Stored data entries
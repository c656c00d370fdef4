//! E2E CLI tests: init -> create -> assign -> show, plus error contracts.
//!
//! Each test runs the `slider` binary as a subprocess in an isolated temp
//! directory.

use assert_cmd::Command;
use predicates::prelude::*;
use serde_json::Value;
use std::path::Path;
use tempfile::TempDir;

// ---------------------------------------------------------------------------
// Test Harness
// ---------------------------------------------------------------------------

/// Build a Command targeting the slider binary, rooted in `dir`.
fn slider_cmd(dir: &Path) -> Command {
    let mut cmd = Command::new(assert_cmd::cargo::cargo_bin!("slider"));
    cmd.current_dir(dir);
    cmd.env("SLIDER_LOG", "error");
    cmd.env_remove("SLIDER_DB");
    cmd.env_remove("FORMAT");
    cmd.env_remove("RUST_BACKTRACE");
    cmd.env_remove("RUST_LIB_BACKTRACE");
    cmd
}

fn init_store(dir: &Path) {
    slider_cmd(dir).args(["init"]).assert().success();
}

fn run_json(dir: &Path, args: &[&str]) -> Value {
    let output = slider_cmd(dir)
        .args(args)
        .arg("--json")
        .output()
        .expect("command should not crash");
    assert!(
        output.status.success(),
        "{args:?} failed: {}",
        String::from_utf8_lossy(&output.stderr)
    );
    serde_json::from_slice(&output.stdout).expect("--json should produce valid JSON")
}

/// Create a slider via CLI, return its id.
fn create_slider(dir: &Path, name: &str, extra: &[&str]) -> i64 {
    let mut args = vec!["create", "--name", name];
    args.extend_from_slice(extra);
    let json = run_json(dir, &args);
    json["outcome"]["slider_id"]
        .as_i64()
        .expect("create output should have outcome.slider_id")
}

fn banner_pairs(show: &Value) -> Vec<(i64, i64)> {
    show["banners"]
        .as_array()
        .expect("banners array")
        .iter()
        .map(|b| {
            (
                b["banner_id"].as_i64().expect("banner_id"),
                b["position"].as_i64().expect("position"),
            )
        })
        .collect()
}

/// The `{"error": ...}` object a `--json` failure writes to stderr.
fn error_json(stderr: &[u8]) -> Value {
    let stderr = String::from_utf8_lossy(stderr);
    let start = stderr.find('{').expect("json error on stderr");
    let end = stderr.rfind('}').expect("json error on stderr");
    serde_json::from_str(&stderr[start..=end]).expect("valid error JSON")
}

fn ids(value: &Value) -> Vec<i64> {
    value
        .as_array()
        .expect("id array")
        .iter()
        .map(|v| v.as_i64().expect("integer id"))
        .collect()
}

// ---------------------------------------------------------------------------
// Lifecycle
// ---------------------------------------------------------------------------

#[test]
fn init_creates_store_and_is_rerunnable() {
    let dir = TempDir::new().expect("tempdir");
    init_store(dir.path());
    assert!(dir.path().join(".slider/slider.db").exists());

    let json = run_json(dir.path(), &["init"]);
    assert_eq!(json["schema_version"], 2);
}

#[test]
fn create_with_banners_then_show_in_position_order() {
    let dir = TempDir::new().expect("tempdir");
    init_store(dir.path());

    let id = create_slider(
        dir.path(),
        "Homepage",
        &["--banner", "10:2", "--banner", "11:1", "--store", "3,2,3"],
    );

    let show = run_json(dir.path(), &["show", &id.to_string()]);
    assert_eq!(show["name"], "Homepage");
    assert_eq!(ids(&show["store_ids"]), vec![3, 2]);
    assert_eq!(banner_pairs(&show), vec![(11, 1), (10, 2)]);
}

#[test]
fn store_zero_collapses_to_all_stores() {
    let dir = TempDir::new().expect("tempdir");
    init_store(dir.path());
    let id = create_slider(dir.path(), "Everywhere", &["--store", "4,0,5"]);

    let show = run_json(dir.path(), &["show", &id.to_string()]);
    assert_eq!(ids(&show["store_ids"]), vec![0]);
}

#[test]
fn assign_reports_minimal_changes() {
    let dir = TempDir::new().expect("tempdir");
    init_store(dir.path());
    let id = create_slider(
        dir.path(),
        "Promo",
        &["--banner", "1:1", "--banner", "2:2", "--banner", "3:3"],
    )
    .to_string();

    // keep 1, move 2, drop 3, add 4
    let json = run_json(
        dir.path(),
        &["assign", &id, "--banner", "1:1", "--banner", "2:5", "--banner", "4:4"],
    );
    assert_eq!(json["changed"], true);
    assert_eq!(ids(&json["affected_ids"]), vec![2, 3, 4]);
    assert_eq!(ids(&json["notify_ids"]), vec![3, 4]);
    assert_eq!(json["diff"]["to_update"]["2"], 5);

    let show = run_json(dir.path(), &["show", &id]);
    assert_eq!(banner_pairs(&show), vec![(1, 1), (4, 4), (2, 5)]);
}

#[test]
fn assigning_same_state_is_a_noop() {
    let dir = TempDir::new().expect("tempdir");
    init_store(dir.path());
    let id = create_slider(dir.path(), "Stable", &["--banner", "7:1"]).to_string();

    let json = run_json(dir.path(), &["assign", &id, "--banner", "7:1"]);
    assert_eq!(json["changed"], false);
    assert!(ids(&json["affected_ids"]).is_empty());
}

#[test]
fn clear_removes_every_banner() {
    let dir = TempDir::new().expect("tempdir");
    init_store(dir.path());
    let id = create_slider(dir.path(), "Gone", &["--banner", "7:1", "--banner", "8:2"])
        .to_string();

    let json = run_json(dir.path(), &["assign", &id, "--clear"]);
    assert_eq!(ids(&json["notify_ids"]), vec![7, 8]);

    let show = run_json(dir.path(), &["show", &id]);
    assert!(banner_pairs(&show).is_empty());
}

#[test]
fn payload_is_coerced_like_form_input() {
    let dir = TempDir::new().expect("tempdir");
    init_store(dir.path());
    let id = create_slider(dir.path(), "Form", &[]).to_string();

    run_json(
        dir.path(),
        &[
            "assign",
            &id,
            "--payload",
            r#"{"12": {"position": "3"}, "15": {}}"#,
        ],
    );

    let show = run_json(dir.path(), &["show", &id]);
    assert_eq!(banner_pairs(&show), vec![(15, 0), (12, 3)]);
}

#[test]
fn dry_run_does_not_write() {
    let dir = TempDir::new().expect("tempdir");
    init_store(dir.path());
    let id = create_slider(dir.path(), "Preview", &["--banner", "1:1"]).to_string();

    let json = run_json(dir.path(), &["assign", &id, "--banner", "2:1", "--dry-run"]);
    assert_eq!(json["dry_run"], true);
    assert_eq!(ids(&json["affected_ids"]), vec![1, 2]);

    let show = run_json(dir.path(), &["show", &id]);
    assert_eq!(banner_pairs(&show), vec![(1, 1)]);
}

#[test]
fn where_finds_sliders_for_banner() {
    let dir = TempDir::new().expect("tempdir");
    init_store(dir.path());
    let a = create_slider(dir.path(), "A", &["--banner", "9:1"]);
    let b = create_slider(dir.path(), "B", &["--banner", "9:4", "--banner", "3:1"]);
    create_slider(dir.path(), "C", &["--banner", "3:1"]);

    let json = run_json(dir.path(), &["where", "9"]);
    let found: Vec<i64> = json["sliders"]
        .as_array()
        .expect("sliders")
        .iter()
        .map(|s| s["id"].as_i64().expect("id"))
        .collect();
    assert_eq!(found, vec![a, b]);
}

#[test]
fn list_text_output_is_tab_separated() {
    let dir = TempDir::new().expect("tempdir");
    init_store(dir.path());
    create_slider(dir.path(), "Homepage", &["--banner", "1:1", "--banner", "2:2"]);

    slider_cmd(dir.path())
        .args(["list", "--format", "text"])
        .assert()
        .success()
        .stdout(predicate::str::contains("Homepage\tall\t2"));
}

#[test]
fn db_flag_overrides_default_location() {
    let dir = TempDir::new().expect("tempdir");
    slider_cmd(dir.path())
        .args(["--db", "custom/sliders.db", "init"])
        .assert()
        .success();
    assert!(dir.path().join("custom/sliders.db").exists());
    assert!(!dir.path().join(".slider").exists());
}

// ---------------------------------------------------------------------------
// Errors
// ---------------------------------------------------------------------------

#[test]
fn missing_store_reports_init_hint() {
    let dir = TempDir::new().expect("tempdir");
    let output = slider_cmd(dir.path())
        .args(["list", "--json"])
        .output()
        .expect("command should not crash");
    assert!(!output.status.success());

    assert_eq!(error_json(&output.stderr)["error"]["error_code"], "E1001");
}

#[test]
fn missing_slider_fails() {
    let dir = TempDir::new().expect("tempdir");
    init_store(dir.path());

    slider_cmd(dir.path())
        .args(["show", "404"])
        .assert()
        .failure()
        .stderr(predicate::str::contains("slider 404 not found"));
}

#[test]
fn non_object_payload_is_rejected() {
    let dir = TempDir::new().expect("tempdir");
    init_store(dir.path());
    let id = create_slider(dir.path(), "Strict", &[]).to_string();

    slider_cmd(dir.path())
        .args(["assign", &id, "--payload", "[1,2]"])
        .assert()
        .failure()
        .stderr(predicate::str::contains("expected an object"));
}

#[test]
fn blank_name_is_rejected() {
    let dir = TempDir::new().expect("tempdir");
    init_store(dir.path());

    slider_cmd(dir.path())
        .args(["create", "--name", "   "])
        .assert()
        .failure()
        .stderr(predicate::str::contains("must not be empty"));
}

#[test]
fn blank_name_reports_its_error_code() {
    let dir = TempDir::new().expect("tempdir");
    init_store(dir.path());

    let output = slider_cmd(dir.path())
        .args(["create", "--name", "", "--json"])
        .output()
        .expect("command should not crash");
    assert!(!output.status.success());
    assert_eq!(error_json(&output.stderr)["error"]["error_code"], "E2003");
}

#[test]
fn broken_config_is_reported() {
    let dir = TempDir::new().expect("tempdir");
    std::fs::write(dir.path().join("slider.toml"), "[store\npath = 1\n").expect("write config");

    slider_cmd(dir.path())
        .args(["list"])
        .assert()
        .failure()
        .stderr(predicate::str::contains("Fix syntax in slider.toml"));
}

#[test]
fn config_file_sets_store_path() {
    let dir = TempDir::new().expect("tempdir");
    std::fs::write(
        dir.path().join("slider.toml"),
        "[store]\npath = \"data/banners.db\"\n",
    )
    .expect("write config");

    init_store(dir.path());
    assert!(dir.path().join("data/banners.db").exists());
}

*TASK DIRECTIONS:* What lines in the entries above hold "Homepage"? Copy every one.

*SOLUTION FOR THIS PROBLEM:*
        "Homepage",
    assert_eq!(show["name"], "Homepage");
    create_slider(dir.path(), "Homepage", &["--banner", "1:1", "--banner", "2:2"]);
        .stdout(predicate::str::contains("Homepage\tall\t2"));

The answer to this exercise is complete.